Page 1: Biography
Te Rarawa woman of mana
This biography, written by Henare Arekatera Tate, was first published in the Dictionary of New Zealand Biography in 1990. It was translated into te reo Māori by the Dictionary of New Zealand Biography team.
Ngā-kahu-whero was a descendant of the great Te Rarawa leader Te Rēinga, whose dwelling place was north Hokianga. Te Rēinga had supreme authority over the people and land of the area and this was handed down to his son, Te Kurī. Te Kurī had a daughter, Te Ruapounamu, who had mana over land in the Waihou area, on the northern shores of the Hokianga Harbour. She married the warrior chief Tarutaru, who had mana over the land at Waireia. Their son, Kahi, inherited the mana of both parents. He married Kaimanu, daughter of Ngono, who had mana over the land at Pūpūwai. Ngā-kahu-whero was the daughter of Kahi and Kaimanu; she inherited all their mana, which gave her supreme authority in the area. She was also a descendant of the great woman Waimirirangi, who had a son, Tamatea, and a daughter, Pare. Pare married Te Rēinga.

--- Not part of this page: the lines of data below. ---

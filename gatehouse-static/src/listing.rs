//! Fancy directory index
//!
//! Renders an HTML table of a directory's immediate children with name,
//! modification time and size columns. The sort column and direction
//! come from the query string: `N`, `M` or `S` set to `A` (ascending)
//! or `D` (descending), e.g. `?S=D` for largest first.

use std::cmp::Ordering;
use std::path::Path;
use std::time::SystemTime;

use glob::Pattern;
use percent_encoding::{AsciiSet, CONTROLS, utf8_percent_encode};

use crate::path::is_hidden;

/// Characters escaped in listing hrefs
const HREF: &AsciiSet = &CONTROLS
    .add(b' ')
    .add(b'"')
    .add(b'#')
    .add(b'%')
    .add(b'<')
    .add(b'>')
    .add(b'?')
    .add(b'`')
    .add(b'{')
    .add(b'}');

/// One row of the listing
#[derive(Debug, Clone)]
pub struct Entry {
    pub name: String,
    pub is_dir: bool,
    pub modified: Option<SystemTime>,
    /// `None` for directories
    pub size: Option<u64>,
}

/// Column to sort by
#[derive(Debug, Clone, Copy, PartialEq, Eq)]
pub enum SortKey {
    Name,
    Modified,
    Size,
}

impl SortKey {
    fn param(&self) -> &'static str {
        match self {
            SortKey::Name => "N",
            SortKey::Modified => "M",
            SortKey::Size => "S",
        }
    }
}

/// Sort order requested through the query string
#[derive(Debug, Clone, Copy, PartialEq, Eq)]
pub struct SortOrder {
    pub key: SortKey,
    pub descending: bool,
}

impl Default for SortOrder {
    fn default() -> Self {
        Self {
            key: SortKey::Name,
            descending: false,
        }
    }
}

impl SortOrder {
    /// Parse `N=A`, `M=D`, ... from a query string. The first recognised
    /// pair wins; anything else falls back to name ascending.
    pub fn from_query(query: Option<&str>) -> Self {
        let Some(query) = query else {
            return Self::default();
        };

        for pair in query.split('&') {
            let (k, v) = pair.split_once('=').unwrap_or((pair, ""));
            let key = match k {
                "N" => SortKey::Name,
                "M" => SortKey::Modified,
                "S" => SortKey::Size,
                _ => continue,
            };
            let descending = match v {
                "A" => false,
                "D" => true,
                _ => continue,
            };
            return Self { key, descending };
        }

        Self::default()
    }

    /// Query string for a column header link: flips the direction of the
    /// active column, ascending for the others
    fn header_query(&self, key: SortKey) -> String {
        let dir = if key == self.key && !self.descending { "D" } else { "A" };
        format!("?{}={}", key.param(), dir)
    }

    fn compare(&self, a: &Entry, b: &Entry) -> Ordering {
        let ord = match self.key {
            SortKey::Name => a.name.cmp(&b.name),
            SortKey::Modified => a.modified.cmp(&b.modified),
            SortKey::Size => a.size.cmp(&b.size),
        }
        .then_with(|| a.name.cmp(&b.name));

        if self.descending { ord.reverse() } else { ord }
    }
}

/// Read the immediate children of `dir`, skipping hidden names
pub async fn read_entries(dir: &Path, hidden: &[Pattern]) -> std::io::Result<Vec<Entry>> {
    let mut entries = Vec::new();
    let mut read_dir = tokio::fs::read_dir(dir).await?;

    while let Some(entry) = read_dir.next_entry().await? {
        let name = entry.file_name().to_string_lossy().into_owned();
        if is_hidden(&name, hidden) {
            continue;
        }

        // Follow symlinks for the row, but keep dangling ones listed
        let metadata = match tokio::fs::metadata(entry.path()).await {
            Ok(m) => Some(m),
            Err(_) => entry.metadata().await.ok(),
        };
        let is_dir = metadata.as_ref().is_some_and(|m| m.is_dir());

        entries.push(Entry {
            name,
            is_dir,
            modified: metadata.as_ref().and_then(|m| m.modified().ok()),
            size: metadata.filter(|m| !m.is_dir()).map(|m| m.len()),
        });
    }

    Ok(entries)
}

/// Render the listing page for `display_path` (already percent-decoded)
pub fn render(display_path: &str, mut entries: Vec<Entry>, order: SortOrder) -> String {
    entries.sort_by(|a, b| order.compare(a, b));

    let title = escape_html(display_path);
    let mut html = format!(
        "<!DOCTYPE html>\n<html><head><meta charset=\"utf-8\"><title>Index of {title}</title></head>\n\
         <body>\n<h1>Index of {title}</h1>\n<table>\n<tr>\
         <th><a href=\"{}\">Name</a></th>\
         <th><a href=\"{}\">Last modified</a></th>\
         <th><a href=\"{}\">Size</a></th></tr>\n<tr><td colspan=\"3\"><hr></td></tr>\n",
        order.header_query(SortKey::Name),
        order.header_query(SortKey::Modified),
        order.header_query(SortKey::Size),
    );

    if display_path != "/" {
        html.push_str("<tr><td><a href=\"..\">Parent Directory</a></td><td></td><td align=\"right\">-</td></tr>\n");
    }

    for entry in &entries {
        let suffix = if entry.is_dir { "/" } else { "" };
        // `./` keeps names like `javascript:x` from being read as a scheme
        let encoded = utf8_percent_encode(&entry.name, HREF);
        let href = escape_html(&format!("./{}{}", encoded, suffix));
        let modified = entry
            .modified
            .map(httpdate::fmt_http_date)
            .unwrap_or_default();
        let size = entry.size.map(format_size).unwrap_or_else(|| "-".to_string());

        html.push_str(&format!(
            "<tr><td><a href=\"{}\">{}{}</a></td><td>{}</td><td align=\"right\">{}</td></tr>\n",
            href,
            escape_html(&entry.name),
            suffix,
            modified,
            size
        ));
    }

    html.push_str("<tr><td colspan=\"3\"><hr></td></tr>\n</table>\n</body></html>\n");
    html
}

/// Compact size column: bytes below 1K, then K/M/G with one decimal
pub fn format_size(bytes: u64) -> String {
    const UNITS: [&str; 3] = ["K", "M", "G"];

    if bytes < 1024 {
        return bytes.to_string();
    }

    let mut value = bytes as f64 / 1024.0;
    let mut unit = 0;
    while value >= 1024.0 && unit < UNITS.len() - 1 {
        value /= 1024.0;
        unit += 1;
    }
    format!("{:.1}{}", value, UNITS[unit])
}

/// Escape text for HTML element and attribute content
pub fn escape_html(s: &str) -> String {
    let mut out = String::with_capacity(s.len());
    for c in s.chars() {
        match c {
            '&' => out.push_str("&amp;"),
            '<' => out.push_str("&lt;"),
            '>' => out.push_str("&gt;"),
            '"' => out.push_str("&quot;"),
            '\'' => out.push_str("&#39;"),
            _ => out.push(c),
        }
    }
    out
}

Ngā-kahu-whero, also known as Herepaenga, was born at Waihou, in the late eighteenth century. Little is known of her childhood days. In her adult years she married Muriwhenua, who was also a descendant of Te Rēinga. Just before Ngā-kahu-whero was to have their first child, she went north to Whāngāpē, accompanied by Muriwhenua, so she could give birth among her older relatives who lived there. A son named Ngāniho Te Tai was born. Soon after, they returned to Hokianga, and eventually to Waihou. There, at Te Riha, Ngā-kahu-whero and Muriwhenua raised Te Tai and two other children, a son, Te Hira, and a daughter, Wharo. It was also in this area that they had their gardens and plantations, where they planted kumara, taro, yams, potatoes, corn, pumpkin, melons, and peach trees.
With her inherited mana over the land and the people, Ngā-kahu-whero had the authority to establish land boundaries and to give land to people, as she did to Mariao and many others. She was entitled to a share of the proceeds from sales of land made by others of the area, as when Kaumātua sold land to Bishop J. B. F. Pompallier. In all these matters no one disputed her rights. She also exercised ownership over the trees that grew on the land. Only with her permission could people fell trees in her area of Waihou; she would receive the royalties, which she kept for herself or shared with those Māori who felled the trees.
A compassionate leader of her people, she was often a refuge for those in danger of death or banishment. Kaumātua was one of those spared by her and she found a purpose for him: 'Let him light the fires to provide for those who come ashore from fishing.' She joined her people in all their activities. She went with them into battle at Waitukupūhau and Te Oneroa-a-Tōhē (now known as Ninety Mile Beach). She was with her people at Motukauri when Moetara and Ngāti Korokoro attacked their pā in May 1833. It is said that Ngā-kahu-whero threw her cloak over Moetara to prevent him from drawing his club for combat. Three years later Mohi Tāwhai of Te Māhurehure established peace between the two people: Ngāti Korokoro were to remain on the south side of Hokianga Harbour; Ngāti Manawa and Te Rarawa would keep on the north side.
It is not known when Ngā-kahu-whero died; she was buried at Papanui on Pukekōwhai, together with other descendants of Te Rēinga. She is held in great esteem as the matriarch of her people, Ngāti Te Rēinga and Te Rarawa, who treasure her memory.